● ASSIGNED TASK:
Single out the lines of the material that contain "snapshot" and copy them.

● RECORDS SUPPLIED:
· · ·

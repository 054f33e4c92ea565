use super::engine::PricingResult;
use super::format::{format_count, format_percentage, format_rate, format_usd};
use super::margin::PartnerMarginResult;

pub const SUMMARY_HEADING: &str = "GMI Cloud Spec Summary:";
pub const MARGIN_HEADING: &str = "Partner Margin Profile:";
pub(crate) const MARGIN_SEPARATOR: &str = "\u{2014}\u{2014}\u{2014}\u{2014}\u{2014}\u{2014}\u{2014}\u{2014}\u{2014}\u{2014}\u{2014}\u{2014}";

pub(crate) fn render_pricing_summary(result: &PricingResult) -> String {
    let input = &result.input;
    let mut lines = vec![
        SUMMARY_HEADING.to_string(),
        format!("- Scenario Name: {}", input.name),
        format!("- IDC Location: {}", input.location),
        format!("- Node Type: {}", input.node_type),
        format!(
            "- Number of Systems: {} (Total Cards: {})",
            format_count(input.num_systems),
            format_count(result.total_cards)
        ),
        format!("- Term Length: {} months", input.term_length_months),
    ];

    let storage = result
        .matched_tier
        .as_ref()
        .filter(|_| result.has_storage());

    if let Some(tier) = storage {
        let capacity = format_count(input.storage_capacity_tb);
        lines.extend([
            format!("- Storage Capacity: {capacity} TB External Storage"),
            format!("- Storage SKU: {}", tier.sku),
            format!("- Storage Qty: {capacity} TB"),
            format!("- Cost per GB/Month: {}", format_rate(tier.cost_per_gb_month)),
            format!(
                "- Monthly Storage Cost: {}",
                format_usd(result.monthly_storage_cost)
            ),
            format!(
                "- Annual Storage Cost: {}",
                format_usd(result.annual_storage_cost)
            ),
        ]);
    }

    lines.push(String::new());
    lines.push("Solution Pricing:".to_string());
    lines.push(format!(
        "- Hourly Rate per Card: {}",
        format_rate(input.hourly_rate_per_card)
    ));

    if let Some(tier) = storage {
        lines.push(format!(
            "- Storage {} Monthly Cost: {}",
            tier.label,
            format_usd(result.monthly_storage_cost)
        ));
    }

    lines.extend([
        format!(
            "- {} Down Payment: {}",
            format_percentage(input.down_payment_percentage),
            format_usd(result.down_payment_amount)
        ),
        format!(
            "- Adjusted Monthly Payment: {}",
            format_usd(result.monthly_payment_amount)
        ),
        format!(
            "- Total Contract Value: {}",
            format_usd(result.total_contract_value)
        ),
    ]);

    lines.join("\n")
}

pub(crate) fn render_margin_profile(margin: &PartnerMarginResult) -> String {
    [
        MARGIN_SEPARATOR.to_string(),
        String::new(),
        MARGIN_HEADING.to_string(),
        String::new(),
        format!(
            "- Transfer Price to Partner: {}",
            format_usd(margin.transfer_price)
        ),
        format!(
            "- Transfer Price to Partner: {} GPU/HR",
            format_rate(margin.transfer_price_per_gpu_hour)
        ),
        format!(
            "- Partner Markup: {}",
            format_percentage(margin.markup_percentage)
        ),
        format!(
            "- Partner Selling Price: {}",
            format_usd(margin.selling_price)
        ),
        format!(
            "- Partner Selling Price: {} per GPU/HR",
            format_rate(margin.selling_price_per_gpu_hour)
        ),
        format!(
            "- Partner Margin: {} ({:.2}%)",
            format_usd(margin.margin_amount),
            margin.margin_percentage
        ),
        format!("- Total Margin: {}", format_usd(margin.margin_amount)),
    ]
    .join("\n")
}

· · ·

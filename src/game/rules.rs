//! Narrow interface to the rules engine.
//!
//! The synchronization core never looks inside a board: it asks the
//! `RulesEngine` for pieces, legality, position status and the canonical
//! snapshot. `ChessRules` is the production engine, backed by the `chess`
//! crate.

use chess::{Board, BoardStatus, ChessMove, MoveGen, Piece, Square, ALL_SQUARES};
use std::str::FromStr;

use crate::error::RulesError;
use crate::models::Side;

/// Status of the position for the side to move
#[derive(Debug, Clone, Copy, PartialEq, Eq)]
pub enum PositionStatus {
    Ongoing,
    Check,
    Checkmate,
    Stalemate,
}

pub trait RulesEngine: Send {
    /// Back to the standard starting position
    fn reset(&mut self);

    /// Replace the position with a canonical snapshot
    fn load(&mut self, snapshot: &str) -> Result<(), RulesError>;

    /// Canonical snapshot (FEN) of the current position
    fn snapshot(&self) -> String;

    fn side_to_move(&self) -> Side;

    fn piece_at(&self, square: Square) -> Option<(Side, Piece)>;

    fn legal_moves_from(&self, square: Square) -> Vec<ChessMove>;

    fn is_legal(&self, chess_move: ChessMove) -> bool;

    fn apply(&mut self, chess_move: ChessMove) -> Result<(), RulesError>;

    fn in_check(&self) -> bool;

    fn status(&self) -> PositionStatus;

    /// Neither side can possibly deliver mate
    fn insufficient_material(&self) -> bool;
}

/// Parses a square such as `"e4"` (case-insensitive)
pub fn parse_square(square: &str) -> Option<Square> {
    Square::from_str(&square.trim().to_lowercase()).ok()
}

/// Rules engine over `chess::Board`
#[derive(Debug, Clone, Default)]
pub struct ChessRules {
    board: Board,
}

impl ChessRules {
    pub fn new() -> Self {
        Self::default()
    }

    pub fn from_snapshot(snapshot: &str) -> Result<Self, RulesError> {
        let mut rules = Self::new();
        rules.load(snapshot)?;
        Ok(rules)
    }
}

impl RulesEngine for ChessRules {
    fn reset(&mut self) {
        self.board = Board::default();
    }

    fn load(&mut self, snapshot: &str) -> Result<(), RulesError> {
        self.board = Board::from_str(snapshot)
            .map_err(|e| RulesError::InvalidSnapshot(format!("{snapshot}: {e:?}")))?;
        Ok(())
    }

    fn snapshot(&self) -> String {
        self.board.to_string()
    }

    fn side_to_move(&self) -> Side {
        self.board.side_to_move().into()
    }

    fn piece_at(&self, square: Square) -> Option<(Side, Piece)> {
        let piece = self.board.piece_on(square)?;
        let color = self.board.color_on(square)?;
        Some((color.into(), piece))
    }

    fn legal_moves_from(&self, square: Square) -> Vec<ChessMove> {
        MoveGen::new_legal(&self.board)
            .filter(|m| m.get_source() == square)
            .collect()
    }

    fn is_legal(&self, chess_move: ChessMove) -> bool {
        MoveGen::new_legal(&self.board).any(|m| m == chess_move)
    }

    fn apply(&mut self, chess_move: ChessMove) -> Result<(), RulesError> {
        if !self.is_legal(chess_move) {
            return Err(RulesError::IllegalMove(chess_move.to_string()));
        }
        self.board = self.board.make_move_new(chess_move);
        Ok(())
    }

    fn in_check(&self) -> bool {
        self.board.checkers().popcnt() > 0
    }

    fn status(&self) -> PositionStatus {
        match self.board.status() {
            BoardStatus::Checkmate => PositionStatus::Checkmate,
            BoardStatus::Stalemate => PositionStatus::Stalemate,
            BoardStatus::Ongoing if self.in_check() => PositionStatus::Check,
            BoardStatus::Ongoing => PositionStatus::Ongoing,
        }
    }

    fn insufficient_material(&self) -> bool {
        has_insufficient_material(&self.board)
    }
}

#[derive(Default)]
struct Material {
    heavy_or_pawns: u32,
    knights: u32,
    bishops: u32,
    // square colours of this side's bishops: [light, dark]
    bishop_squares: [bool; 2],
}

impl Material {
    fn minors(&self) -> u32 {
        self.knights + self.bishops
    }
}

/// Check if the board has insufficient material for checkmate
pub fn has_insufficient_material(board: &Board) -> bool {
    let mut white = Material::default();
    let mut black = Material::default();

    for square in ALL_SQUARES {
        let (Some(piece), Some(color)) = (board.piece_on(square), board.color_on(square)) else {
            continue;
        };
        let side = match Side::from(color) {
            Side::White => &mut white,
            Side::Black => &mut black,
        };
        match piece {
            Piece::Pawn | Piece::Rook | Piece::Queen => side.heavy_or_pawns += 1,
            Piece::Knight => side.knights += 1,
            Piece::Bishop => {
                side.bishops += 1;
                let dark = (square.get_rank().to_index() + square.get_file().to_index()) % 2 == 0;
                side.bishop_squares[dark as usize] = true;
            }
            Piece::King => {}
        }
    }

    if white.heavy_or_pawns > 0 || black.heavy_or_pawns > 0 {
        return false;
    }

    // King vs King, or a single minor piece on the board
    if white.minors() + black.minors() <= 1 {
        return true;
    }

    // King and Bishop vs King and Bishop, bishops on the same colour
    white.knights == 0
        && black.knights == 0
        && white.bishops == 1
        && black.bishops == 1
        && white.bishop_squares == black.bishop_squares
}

· · ·

● ANSWER SPACE:
//! snapshot. `ChessRules` is the production engine, backed by the `chess`
    /// Replace the position with a canonical snapshot
    fn load(&mut self, snapshot: &str) -> Result<(), RulesError>;
    /// Canonical snapshot (FEN) of the current position
    fn snapshot(&self) -> String;
    pub fn from_snapshot(snapshot: &str) -> Result<Self, RulesError> {
        rules.load(snapshot)?;
    fn load(&mut self, snapshot: &str) -> Result<(), RulesError> {
        self.board = Board::from_str(snapshot)
            .map_err(|e| RulesError::InvalidSnapshot(format!("{snapshot}: {e:?}")))?;
    fn snapshot(&self) -> String {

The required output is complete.